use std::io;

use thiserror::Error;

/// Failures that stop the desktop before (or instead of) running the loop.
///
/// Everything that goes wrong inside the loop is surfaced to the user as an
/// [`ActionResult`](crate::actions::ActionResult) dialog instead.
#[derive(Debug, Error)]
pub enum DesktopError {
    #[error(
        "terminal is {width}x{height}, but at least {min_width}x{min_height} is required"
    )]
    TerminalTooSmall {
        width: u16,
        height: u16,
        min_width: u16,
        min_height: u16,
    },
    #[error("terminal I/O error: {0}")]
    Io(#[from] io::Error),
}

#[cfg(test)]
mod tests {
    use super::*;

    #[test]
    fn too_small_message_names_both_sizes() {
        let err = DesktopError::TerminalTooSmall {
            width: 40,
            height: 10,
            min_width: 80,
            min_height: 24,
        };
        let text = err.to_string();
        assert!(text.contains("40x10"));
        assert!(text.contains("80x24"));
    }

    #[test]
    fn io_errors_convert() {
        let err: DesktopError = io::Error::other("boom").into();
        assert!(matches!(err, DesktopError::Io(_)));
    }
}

▶ Work to complete
An exact copy of every record is needed.

▶ Task answer
use std::io;

use thiserror::Error;

/// Failures that stop the desktop before (or instead of) running the loop.
///
/// Everything that goes wrong inside the loop is surfaced to the user as an
/// [`ActionResult`](crate::actions::ActionResult) dialog instead.
#[derive(Debug, Error)]
pub enum DesktopError {
    #[error(
        "terminal is {width}x{height}, but at least {min_width}x{min_height} is required"
    )]
    TerminalTooSmall {
        width: u16,
        height: u16,
        min_width: u16,
        min_height: u16,
    },
    #[error("terminal I/O error: {0}")]
    Io(#[from] io::Error),
}

#[cfg(test)]
mod tests {
    use super::*;

    #[test]
    fn too_small_message_names_both_sizes() {
        let err = DesktopError::TerminalTooSmall {
            width: 40,
            height: 10,
            min_width: 80,
            min_height: 24,
        };
        let text = err.to_string();
        assert!(text.contains("40x10"));
        assert!(text.contains("80x24"));
    }

    #[test]
    fn io_errors_convert() {
        let err: DesktopError = io::Error::other("boom").into();
        assert!(matches!(err, DesktopError::Io(_)));
    }
}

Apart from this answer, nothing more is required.